- **Saved data entries**
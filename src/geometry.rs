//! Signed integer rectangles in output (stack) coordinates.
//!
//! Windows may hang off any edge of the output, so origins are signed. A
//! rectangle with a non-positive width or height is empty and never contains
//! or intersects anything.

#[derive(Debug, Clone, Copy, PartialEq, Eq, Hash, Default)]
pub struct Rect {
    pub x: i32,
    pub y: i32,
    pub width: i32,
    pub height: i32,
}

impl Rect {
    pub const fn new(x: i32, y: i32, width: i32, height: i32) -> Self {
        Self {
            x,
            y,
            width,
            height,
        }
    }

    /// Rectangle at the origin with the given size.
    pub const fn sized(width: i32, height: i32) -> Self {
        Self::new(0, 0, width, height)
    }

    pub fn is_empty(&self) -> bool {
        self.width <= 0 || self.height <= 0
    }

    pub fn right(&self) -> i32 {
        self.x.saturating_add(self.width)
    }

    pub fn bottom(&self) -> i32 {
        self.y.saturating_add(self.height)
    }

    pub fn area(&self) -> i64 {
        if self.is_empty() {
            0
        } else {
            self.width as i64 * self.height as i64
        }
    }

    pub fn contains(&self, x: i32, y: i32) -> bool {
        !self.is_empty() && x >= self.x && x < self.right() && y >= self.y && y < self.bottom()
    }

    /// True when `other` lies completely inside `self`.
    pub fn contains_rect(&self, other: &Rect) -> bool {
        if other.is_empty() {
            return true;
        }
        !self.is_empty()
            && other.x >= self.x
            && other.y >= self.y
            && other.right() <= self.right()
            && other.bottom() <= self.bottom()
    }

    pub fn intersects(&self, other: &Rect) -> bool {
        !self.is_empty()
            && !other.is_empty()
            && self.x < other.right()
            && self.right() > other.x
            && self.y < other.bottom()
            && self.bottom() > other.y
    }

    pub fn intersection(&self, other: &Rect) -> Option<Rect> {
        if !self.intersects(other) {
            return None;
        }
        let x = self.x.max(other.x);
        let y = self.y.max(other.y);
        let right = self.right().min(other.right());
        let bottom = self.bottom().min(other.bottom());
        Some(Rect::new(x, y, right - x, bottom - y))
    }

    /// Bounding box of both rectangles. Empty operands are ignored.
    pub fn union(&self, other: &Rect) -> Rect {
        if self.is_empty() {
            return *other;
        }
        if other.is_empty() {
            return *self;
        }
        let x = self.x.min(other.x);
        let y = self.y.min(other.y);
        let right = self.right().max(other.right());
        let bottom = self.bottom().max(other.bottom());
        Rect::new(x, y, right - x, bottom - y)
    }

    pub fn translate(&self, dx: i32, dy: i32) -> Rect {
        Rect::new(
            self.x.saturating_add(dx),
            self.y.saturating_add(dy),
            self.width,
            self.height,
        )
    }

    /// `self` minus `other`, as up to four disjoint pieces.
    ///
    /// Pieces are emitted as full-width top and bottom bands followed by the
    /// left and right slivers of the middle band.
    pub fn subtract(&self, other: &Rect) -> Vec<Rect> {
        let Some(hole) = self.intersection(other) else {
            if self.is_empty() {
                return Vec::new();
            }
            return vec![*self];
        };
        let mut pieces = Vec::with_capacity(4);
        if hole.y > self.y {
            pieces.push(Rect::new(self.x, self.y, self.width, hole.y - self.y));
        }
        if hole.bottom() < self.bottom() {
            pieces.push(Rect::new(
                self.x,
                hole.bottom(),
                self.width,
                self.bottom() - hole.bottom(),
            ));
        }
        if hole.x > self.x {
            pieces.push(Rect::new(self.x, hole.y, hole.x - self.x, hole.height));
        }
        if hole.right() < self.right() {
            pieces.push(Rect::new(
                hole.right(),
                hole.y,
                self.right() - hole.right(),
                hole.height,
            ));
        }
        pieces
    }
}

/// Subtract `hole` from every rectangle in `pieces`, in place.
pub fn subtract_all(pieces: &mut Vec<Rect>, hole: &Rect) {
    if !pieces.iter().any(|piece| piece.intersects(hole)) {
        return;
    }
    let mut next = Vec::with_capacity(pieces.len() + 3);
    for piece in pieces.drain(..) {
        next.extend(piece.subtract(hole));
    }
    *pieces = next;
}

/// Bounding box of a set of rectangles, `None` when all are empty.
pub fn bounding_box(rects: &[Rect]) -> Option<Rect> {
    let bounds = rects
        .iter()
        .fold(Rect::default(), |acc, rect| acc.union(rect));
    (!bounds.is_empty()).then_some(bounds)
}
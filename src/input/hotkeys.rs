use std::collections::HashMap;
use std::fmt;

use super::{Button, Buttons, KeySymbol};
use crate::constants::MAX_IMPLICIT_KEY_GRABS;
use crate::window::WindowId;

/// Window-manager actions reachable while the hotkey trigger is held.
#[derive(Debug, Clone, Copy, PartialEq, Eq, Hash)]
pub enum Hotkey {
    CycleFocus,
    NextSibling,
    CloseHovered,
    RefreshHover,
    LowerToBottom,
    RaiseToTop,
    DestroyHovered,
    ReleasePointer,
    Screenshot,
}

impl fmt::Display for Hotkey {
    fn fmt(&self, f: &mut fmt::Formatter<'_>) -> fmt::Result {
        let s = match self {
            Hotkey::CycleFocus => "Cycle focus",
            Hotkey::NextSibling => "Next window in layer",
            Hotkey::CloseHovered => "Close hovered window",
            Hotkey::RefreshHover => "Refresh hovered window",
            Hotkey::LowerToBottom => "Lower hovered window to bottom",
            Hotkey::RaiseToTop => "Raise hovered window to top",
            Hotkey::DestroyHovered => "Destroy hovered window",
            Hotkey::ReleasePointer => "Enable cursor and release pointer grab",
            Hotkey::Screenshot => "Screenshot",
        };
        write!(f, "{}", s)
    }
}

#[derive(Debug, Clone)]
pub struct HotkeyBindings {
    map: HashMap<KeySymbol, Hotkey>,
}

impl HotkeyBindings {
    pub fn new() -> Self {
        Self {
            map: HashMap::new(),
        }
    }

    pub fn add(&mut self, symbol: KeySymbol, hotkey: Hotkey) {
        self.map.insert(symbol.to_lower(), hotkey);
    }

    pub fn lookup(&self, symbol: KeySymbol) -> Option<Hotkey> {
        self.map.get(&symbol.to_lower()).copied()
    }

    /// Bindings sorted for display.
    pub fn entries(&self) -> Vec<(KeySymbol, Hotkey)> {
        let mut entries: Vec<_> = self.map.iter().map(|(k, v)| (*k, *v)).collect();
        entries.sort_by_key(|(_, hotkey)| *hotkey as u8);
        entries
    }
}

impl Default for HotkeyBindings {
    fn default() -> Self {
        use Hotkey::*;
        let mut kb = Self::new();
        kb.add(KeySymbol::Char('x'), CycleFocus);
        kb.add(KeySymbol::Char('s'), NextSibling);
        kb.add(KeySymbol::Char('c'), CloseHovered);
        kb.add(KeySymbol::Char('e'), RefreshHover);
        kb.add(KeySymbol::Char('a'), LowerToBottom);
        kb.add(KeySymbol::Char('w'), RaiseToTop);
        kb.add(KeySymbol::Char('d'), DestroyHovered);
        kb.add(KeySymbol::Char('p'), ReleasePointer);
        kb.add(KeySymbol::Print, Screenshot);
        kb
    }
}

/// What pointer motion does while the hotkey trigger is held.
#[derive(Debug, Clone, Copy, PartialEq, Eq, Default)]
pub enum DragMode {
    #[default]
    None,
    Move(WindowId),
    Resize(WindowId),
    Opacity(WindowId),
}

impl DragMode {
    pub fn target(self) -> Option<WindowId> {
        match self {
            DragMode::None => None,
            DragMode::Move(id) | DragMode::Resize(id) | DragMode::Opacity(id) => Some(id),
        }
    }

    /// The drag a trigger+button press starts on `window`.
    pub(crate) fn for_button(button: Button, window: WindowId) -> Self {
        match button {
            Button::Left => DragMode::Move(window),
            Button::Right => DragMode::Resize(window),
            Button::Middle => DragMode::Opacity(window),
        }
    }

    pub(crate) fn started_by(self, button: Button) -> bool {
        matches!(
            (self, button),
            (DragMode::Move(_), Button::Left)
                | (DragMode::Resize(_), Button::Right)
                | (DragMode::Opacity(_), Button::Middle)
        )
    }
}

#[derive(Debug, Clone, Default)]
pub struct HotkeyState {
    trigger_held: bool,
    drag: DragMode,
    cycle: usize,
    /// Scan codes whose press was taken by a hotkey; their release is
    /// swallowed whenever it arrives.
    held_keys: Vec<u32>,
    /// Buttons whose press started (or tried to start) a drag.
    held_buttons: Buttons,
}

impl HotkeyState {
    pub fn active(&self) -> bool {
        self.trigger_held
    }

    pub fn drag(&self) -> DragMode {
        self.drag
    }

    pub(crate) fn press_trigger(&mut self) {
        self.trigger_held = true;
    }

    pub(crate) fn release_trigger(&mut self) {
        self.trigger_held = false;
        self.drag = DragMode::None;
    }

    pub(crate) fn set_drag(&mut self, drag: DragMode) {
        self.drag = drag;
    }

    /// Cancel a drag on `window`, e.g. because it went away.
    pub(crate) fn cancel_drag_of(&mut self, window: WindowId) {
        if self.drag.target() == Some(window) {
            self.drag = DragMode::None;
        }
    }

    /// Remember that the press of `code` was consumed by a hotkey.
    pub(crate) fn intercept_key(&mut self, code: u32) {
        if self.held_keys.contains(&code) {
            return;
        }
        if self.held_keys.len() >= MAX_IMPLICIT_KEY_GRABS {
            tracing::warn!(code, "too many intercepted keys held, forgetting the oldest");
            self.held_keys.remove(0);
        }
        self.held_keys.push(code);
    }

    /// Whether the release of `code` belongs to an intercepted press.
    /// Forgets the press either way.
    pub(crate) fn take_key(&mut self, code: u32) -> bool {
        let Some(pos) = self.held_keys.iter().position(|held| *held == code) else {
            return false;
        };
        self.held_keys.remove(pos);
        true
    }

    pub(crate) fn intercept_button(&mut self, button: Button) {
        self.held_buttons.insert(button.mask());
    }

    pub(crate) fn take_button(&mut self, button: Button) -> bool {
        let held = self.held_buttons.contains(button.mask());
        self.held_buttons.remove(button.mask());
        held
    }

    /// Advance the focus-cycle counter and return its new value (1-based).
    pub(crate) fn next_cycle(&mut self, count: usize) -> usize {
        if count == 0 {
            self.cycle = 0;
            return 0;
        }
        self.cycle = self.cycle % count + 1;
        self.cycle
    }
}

- **TASK TO CARRY OUT**
Take the records above and return, word for word, only the lines that fall from the line with "by a hotkey." to the line with "if self.held_keys.len() >= MAX_IMPLICIT_KEY_GRABS", both of them included.

- **EXERCISE OUTPUT**
    /// Remember that the press of `code` was consumed by a hotkey.
    pub(crate) fn intercept_key(&mut self, code: u32) {
        if self.held_keys.contains(&code) {
            return;
        }
        if self.held_keys.len() >= MAX_IMPLICIT_KEY_GRABS {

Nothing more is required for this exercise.